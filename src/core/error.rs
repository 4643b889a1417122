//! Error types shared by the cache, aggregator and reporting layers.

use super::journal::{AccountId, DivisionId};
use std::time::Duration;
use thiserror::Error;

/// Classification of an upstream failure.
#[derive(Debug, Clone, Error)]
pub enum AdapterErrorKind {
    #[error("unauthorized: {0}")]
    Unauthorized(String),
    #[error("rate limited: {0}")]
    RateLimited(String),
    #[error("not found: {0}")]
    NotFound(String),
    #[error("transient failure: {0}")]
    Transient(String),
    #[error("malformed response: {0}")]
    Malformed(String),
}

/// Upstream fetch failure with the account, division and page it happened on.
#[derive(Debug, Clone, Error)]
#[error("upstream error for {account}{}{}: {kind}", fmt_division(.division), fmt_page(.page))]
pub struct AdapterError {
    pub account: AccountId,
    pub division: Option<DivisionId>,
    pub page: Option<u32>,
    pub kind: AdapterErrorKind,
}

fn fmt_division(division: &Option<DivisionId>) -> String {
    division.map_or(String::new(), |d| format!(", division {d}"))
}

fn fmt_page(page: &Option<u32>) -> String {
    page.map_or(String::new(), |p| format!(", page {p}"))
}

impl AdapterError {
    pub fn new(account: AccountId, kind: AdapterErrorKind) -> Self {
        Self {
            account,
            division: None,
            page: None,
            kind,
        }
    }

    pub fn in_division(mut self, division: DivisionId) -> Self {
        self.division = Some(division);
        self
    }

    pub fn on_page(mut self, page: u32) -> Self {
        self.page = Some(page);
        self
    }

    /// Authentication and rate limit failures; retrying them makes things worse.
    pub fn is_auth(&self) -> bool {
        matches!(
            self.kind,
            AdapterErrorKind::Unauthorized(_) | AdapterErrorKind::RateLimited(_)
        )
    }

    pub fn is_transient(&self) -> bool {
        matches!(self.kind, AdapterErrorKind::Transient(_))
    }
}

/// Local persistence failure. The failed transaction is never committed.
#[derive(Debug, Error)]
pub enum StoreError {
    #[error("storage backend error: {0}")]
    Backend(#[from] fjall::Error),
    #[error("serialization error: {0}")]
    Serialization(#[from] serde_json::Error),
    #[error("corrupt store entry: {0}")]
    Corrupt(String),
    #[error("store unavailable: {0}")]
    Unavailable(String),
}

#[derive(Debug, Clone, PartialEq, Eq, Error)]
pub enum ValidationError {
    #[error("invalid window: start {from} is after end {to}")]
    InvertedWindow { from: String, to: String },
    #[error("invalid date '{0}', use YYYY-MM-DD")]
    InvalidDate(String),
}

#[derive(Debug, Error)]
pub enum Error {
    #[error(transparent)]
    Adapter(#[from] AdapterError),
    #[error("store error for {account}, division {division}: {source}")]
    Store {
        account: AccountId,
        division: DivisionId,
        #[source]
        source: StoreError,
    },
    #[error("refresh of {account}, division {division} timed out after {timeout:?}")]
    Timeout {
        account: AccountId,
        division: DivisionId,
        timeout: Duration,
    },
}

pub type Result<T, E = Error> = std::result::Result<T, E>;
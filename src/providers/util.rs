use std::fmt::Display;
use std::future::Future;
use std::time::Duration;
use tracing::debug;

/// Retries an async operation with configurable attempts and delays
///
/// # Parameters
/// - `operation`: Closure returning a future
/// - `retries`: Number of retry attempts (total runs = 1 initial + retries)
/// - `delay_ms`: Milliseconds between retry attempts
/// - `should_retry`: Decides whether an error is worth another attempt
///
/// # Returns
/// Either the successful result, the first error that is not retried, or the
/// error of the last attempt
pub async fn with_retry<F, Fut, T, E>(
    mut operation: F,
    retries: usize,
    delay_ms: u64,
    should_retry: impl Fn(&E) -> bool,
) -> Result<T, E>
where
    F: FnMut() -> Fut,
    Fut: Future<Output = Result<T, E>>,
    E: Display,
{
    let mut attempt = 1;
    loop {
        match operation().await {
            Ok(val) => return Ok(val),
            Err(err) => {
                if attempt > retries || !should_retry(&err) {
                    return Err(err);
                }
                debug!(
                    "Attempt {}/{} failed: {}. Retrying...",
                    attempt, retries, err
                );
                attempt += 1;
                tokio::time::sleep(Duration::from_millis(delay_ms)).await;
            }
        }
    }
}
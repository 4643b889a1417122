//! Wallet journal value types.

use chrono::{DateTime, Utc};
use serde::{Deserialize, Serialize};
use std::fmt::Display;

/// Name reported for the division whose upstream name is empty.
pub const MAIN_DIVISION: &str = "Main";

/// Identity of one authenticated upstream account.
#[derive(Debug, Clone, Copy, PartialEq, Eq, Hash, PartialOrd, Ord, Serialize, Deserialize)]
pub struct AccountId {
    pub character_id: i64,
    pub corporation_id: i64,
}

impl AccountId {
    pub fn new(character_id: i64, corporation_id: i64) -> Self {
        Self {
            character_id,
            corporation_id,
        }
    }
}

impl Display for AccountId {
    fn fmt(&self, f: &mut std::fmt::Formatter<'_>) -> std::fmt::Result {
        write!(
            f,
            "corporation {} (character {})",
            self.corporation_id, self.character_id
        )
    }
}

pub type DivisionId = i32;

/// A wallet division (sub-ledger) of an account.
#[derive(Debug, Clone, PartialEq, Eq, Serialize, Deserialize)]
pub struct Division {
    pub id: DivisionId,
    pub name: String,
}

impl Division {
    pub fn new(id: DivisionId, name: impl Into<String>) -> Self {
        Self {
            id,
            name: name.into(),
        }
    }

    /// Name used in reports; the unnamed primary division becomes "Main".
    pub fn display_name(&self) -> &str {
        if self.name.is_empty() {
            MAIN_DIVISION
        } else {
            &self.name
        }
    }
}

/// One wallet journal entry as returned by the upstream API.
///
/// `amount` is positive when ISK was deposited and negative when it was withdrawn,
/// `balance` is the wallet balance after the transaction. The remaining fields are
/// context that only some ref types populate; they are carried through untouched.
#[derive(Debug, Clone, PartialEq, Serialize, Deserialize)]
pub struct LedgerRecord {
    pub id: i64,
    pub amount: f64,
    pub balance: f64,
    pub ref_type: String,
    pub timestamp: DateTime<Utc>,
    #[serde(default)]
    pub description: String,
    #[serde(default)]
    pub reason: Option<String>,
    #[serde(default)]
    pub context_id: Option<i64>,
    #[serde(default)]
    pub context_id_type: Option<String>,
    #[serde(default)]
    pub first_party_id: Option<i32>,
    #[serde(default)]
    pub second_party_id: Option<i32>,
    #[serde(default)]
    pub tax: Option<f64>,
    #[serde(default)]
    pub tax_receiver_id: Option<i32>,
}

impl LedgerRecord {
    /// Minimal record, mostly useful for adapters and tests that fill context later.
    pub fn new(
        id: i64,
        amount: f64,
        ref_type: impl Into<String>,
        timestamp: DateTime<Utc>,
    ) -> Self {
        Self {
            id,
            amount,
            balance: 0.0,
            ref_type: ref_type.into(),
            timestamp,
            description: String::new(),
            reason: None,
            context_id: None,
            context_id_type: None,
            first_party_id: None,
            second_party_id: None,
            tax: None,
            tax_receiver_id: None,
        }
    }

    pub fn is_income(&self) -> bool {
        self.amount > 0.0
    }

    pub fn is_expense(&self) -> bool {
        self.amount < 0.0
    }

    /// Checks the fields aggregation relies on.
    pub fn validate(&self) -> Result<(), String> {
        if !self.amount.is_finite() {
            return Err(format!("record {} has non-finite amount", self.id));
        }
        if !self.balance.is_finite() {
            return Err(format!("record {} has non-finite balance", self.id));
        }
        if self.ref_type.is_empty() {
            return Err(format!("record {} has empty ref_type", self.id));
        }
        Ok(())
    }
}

******

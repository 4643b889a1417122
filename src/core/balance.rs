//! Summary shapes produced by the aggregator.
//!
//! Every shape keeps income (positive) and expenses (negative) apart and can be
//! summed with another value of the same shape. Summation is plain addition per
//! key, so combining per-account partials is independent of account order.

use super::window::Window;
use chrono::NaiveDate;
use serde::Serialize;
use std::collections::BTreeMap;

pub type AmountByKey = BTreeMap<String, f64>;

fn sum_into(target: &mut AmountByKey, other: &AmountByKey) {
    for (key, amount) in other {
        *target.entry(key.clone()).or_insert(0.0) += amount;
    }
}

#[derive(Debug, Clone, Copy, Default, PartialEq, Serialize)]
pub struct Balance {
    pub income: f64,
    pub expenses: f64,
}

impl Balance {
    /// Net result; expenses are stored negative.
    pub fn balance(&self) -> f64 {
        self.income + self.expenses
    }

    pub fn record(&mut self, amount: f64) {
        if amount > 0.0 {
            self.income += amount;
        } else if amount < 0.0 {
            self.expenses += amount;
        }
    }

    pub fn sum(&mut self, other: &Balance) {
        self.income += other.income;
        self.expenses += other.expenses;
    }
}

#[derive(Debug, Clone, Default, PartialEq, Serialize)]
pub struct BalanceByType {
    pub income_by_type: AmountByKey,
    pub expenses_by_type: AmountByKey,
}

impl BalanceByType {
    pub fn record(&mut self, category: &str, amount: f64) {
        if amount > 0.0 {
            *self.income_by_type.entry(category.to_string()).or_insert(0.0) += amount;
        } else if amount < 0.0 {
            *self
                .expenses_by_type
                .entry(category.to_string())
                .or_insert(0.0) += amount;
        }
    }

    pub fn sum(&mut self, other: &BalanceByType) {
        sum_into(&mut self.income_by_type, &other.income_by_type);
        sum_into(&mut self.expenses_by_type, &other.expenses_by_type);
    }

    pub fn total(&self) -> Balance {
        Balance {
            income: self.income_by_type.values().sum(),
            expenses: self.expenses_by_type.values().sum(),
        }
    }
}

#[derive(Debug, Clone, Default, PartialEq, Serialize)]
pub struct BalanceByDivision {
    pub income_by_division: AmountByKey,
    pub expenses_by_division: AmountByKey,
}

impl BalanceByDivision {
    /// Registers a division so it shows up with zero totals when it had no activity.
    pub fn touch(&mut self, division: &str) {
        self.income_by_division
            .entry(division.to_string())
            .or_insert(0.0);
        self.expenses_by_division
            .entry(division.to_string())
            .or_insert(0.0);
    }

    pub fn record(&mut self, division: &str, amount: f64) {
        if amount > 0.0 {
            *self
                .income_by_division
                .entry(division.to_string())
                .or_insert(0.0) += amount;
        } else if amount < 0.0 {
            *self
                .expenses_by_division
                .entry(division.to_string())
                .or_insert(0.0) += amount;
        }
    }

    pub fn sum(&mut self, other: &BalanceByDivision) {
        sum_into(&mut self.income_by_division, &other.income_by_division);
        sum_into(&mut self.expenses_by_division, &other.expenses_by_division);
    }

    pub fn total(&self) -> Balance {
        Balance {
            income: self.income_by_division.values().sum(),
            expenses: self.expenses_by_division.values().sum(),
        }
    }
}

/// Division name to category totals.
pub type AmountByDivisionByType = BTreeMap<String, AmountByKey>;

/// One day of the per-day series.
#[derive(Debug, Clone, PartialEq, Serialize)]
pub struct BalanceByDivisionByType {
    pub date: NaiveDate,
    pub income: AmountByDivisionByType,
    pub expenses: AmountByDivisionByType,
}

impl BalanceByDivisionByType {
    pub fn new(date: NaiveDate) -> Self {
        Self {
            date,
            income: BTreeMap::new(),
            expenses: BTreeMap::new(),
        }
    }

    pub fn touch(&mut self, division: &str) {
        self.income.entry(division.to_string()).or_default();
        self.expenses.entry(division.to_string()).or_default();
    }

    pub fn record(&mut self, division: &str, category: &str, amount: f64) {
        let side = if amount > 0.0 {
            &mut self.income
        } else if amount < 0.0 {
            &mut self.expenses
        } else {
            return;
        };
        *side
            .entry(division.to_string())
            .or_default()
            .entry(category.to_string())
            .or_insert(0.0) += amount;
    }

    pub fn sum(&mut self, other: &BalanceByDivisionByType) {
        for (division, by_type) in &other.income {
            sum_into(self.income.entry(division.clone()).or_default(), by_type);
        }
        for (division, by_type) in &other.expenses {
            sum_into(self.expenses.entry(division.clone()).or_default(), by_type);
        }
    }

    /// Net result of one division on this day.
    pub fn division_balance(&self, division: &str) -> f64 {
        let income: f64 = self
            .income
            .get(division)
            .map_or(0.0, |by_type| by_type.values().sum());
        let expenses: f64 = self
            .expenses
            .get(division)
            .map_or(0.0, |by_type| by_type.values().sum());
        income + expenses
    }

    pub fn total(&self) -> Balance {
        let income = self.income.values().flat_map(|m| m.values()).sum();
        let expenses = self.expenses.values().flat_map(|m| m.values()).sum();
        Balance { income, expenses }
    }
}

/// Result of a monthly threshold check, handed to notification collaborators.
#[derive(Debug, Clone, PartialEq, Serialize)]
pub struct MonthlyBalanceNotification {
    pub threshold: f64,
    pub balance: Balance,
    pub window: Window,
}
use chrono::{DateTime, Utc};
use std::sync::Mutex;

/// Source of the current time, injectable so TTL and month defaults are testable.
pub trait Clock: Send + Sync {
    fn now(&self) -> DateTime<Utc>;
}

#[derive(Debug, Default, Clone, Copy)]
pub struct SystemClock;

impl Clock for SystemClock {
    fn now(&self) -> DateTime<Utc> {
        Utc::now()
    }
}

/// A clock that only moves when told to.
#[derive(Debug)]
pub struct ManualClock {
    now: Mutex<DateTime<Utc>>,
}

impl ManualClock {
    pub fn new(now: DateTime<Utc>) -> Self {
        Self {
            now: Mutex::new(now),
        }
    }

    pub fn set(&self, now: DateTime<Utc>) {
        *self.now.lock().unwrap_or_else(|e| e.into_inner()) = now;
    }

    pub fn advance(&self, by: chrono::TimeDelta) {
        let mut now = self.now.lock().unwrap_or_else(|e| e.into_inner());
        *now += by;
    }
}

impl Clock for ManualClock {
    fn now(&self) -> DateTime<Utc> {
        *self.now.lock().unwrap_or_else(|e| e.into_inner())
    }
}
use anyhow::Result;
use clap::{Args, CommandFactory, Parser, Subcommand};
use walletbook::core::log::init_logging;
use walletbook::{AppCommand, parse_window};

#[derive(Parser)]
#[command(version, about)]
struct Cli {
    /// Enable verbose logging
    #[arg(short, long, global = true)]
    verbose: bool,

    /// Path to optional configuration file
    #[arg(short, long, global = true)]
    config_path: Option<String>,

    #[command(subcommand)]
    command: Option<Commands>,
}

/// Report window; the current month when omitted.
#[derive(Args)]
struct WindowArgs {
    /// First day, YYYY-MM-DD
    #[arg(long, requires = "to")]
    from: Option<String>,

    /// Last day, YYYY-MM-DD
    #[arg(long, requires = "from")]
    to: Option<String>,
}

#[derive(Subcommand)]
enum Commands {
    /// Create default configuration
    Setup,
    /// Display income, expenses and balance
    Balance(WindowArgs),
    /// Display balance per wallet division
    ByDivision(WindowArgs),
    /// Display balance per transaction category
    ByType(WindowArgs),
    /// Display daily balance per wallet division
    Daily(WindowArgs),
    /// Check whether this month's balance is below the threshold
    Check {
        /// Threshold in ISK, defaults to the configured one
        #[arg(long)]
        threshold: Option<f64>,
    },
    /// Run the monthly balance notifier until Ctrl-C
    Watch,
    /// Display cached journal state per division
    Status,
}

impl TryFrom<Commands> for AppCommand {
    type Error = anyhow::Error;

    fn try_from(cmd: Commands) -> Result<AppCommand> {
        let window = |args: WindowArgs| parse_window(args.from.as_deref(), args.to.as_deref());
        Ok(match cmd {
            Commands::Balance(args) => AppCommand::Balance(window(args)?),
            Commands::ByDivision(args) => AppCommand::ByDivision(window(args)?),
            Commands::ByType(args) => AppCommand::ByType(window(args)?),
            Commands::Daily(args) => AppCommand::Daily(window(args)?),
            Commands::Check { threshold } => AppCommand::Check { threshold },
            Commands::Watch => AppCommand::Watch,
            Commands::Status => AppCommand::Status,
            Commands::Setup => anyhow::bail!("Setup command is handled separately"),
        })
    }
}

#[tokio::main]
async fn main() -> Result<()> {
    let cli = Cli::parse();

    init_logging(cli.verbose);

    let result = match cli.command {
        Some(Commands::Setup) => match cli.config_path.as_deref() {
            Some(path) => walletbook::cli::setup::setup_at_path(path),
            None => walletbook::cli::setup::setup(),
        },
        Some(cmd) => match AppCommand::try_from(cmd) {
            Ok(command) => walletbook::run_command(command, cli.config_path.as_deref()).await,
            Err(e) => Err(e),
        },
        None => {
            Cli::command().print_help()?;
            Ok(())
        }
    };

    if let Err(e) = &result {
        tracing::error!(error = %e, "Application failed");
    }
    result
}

******

Work instructions -
For each line of the entries that includes "NaiveDate", show that line.

Expected answer -
use chrono::NaiveDate;
    pub date: NaiveDate,
    pub fn new(date: NaiveDate) -> Self {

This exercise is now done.